Instructions to follow: Copy every line of the records below where the word "bumper" occurs.

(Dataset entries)
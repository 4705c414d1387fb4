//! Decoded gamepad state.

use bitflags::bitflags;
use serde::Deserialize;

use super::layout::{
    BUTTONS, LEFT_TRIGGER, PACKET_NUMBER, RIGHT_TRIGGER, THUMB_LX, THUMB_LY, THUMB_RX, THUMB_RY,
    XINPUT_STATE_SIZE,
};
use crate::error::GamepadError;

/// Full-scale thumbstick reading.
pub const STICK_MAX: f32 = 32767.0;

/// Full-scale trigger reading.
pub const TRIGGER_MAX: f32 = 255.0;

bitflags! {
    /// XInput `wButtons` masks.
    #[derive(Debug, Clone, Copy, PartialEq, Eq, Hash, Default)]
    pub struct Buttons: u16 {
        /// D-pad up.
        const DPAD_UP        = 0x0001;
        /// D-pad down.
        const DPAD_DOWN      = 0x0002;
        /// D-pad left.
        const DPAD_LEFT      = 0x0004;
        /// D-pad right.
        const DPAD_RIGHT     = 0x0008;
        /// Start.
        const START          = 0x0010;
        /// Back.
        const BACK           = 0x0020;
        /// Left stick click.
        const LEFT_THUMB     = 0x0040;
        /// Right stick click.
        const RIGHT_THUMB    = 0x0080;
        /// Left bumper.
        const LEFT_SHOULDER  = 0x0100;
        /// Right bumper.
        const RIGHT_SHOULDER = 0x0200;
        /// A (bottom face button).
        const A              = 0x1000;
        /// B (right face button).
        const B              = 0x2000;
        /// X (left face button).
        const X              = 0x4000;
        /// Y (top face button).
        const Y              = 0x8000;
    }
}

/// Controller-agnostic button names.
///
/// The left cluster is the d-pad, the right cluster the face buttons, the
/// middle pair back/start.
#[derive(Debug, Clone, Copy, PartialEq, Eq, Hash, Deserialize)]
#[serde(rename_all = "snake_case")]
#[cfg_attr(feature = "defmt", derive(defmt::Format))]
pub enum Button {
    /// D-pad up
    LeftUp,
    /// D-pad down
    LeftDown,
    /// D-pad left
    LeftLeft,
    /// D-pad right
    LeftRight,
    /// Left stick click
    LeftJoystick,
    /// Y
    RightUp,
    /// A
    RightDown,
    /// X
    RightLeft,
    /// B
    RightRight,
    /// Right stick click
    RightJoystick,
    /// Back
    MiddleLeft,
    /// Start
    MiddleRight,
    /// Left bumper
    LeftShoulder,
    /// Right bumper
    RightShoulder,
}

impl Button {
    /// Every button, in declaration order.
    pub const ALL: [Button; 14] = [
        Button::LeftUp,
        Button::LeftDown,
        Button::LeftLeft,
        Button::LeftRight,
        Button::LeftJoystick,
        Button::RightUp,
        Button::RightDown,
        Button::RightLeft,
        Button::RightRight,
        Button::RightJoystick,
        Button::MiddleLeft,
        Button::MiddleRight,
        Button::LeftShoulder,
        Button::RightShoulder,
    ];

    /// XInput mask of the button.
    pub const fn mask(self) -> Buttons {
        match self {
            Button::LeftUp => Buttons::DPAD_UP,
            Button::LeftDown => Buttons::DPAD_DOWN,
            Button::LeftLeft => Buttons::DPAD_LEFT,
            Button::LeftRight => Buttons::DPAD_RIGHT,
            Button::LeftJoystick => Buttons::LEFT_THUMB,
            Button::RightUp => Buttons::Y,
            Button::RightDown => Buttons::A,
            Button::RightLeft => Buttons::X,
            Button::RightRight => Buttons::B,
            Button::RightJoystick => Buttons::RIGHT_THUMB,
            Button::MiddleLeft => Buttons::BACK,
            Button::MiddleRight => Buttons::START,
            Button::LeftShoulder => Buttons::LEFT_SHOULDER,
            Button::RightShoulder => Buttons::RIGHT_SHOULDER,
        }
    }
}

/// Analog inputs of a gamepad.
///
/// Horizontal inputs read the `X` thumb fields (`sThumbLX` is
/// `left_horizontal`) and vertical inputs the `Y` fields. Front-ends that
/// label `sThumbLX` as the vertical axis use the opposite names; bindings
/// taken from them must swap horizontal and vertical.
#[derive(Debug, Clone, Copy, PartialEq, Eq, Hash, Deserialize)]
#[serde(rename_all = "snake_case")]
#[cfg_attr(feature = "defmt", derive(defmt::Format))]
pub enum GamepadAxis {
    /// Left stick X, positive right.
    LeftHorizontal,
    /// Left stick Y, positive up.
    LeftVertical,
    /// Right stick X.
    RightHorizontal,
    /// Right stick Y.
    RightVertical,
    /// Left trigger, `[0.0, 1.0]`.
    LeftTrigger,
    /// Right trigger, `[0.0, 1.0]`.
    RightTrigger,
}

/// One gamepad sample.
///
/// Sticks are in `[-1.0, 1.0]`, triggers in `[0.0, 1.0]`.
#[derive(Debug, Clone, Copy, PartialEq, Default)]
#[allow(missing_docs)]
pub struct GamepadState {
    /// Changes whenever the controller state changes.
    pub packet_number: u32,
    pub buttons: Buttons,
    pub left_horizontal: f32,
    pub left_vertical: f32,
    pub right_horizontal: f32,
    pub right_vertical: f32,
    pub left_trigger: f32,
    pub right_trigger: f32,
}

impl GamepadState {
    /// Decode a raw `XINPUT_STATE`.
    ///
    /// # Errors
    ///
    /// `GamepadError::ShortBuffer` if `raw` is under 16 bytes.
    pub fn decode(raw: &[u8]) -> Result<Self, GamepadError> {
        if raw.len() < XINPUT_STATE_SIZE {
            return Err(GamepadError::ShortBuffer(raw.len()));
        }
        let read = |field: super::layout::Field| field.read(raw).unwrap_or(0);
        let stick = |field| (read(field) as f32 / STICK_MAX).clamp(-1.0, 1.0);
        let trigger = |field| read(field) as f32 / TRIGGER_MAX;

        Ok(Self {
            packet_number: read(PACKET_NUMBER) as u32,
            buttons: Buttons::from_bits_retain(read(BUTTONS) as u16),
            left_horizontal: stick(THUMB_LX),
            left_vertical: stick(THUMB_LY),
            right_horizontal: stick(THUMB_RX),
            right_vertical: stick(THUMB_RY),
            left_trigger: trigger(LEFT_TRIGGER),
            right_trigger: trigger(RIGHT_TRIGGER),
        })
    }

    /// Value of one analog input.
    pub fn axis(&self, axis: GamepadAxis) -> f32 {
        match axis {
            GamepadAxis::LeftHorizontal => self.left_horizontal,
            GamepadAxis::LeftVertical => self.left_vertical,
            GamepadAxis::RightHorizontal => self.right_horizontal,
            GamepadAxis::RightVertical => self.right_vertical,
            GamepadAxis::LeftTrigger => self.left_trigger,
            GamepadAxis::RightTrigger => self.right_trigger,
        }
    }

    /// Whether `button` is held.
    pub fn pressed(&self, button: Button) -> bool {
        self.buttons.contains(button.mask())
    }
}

---

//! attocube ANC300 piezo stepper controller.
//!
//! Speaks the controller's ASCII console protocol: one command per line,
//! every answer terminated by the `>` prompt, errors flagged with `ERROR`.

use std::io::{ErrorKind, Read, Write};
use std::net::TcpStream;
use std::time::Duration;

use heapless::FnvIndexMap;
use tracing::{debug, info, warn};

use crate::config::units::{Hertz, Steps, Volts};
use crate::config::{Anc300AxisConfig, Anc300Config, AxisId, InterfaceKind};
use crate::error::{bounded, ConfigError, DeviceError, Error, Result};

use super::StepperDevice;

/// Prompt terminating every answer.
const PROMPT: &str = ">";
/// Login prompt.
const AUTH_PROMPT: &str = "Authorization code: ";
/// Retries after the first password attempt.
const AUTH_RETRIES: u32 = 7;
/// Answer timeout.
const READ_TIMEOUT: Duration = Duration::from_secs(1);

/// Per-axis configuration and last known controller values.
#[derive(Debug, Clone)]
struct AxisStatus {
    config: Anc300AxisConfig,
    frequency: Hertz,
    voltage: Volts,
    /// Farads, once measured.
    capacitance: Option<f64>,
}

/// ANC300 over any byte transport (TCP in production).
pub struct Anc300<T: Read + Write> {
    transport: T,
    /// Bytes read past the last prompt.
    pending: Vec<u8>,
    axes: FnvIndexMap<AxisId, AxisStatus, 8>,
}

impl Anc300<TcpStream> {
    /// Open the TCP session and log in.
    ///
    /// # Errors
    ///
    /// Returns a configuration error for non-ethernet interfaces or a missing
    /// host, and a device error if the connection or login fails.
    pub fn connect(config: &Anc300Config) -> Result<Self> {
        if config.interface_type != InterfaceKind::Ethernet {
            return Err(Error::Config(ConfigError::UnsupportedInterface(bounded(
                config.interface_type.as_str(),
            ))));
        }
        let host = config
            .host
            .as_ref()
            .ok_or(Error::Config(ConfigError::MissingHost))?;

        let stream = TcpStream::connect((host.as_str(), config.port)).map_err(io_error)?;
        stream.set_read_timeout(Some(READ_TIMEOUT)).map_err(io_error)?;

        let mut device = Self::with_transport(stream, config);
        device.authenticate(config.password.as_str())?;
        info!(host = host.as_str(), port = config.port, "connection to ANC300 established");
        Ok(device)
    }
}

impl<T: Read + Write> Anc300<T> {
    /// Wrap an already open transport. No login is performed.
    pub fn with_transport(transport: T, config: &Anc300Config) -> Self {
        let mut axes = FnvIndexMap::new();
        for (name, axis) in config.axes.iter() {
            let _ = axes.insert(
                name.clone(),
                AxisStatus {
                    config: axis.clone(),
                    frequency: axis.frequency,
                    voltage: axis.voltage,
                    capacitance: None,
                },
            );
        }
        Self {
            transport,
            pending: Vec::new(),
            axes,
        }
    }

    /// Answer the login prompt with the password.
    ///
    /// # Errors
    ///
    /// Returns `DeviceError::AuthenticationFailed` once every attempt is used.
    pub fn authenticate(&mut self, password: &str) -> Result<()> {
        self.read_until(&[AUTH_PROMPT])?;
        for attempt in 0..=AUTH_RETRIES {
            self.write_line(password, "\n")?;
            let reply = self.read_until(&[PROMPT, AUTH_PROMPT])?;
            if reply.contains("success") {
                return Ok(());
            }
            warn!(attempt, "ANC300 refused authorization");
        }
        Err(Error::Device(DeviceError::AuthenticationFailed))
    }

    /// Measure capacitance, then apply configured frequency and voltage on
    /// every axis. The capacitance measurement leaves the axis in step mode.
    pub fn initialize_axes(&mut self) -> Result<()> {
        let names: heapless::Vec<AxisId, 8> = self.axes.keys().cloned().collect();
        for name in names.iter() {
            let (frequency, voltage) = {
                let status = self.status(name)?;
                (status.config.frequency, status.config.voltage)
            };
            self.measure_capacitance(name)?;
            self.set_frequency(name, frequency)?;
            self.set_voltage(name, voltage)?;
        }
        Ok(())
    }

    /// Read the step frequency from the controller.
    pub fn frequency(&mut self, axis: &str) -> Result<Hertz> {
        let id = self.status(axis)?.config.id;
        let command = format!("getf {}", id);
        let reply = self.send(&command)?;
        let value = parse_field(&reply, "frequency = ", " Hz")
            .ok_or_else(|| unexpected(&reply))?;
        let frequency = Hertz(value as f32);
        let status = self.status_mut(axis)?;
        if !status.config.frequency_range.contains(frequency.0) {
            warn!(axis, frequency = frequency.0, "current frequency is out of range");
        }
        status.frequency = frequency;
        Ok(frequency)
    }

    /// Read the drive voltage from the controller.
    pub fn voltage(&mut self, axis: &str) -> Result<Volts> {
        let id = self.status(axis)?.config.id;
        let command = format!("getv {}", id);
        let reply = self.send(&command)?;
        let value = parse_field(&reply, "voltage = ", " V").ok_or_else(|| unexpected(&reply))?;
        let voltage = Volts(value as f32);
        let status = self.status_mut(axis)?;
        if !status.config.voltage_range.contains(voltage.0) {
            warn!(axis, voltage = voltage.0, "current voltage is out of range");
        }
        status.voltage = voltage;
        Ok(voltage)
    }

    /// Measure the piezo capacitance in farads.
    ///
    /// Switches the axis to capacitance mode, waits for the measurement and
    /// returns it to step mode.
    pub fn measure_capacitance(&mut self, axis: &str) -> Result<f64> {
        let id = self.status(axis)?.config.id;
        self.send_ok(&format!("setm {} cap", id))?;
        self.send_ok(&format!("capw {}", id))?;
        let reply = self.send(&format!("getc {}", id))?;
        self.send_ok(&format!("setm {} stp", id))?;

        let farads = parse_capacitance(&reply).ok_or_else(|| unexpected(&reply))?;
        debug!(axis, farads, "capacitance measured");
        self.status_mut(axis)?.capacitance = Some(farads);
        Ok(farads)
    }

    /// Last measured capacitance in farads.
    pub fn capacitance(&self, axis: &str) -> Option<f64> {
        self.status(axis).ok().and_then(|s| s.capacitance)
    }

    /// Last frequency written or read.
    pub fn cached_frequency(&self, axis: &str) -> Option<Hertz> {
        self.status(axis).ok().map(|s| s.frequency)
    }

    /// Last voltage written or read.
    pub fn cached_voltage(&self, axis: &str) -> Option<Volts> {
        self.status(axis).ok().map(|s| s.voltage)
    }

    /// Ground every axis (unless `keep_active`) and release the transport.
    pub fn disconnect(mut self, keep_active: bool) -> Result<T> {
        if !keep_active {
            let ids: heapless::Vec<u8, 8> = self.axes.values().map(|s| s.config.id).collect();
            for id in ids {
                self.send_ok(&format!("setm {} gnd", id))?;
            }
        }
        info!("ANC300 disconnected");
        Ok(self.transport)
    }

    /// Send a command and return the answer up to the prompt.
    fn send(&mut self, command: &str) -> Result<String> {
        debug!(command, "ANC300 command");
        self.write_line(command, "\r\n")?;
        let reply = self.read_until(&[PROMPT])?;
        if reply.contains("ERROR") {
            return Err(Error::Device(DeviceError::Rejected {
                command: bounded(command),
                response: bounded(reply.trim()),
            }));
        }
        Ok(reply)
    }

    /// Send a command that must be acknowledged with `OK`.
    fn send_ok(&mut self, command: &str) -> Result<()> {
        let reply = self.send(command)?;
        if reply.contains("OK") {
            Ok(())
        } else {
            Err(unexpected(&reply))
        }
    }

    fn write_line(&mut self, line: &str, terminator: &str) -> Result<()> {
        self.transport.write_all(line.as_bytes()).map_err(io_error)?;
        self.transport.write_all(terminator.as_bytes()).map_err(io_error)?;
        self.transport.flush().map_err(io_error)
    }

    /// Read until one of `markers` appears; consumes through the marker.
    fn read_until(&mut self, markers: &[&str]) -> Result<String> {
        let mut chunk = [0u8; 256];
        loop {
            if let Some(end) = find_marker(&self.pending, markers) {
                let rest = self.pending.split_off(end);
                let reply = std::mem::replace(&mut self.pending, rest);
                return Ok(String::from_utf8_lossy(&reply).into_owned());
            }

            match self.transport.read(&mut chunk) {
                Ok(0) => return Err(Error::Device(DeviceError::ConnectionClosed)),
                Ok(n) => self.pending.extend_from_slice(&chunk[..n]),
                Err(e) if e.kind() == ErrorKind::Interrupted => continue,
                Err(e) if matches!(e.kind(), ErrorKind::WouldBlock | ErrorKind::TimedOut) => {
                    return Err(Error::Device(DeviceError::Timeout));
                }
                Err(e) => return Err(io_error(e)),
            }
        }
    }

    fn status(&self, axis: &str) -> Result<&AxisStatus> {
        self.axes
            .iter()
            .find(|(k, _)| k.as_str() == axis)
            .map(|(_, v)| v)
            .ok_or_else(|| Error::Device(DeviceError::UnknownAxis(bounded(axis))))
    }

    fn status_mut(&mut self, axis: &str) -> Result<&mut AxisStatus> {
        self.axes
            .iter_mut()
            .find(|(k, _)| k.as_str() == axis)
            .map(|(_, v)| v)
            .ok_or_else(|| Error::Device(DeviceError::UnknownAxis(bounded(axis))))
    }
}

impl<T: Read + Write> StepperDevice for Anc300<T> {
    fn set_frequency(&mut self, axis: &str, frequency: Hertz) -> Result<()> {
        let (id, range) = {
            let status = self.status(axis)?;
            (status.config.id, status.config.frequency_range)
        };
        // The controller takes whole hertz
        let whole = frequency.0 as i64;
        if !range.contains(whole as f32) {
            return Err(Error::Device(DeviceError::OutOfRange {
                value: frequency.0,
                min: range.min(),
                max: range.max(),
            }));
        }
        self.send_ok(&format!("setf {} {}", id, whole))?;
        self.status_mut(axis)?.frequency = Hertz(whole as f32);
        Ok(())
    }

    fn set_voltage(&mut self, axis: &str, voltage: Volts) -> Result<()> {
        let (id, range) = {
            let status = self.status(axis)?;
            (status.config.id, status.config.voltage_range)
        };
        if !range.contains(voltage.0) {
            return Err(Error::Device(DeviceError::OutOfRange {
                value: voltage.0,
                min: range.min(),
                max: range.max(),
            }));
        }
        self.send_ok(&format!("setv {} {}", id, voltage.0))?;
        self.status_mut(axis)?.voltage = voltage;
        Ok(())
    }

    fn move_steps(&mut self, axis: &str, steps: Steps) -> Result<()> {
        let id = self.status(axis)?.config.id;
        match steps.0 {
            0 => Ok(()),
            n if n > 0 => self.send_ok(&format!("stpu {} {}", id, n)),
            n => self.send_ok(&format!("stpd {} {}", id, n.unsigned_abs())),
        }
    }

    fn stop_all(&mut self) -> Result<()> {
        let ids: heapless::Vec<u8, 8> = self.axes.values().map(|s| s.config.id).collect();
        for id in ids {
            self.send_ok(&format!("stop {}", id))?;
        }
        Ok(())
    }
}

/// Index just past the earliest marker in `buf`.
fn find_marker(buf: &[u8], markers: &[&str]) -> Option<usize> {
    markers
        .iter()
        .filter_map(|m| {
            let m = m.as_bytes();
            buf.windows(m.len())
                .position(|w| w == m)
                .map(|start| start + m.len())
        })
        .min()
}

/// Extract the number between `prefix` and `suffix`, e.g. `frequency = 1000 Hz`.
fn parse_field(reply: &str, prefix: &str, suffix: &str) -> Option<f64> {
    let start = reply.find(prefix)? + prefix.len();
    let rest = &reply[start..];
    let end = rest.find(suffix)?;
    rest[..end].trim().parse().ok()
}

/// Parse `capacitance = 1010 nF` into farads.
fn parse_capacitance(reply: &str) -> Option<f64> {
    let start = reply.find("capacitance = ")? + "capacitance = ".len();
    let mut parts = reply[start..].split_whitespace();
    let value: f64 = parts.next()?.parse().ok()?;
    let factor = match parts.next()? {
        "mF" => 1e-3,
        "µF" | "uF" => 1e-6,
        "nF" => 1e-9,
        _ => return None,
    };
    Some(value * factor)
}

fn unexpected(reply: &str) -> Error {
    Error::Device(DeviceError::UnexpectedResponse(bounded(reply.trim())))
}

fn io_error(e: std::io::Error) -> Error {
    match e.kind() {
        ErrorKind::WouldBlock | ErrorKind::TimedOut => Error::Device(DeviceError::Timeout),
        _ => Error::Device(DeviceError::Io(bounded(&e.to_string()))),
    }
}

Your response:
        /// Left bumper.
        /// Right bumper.
    /// Left bumper
    /// Right bumper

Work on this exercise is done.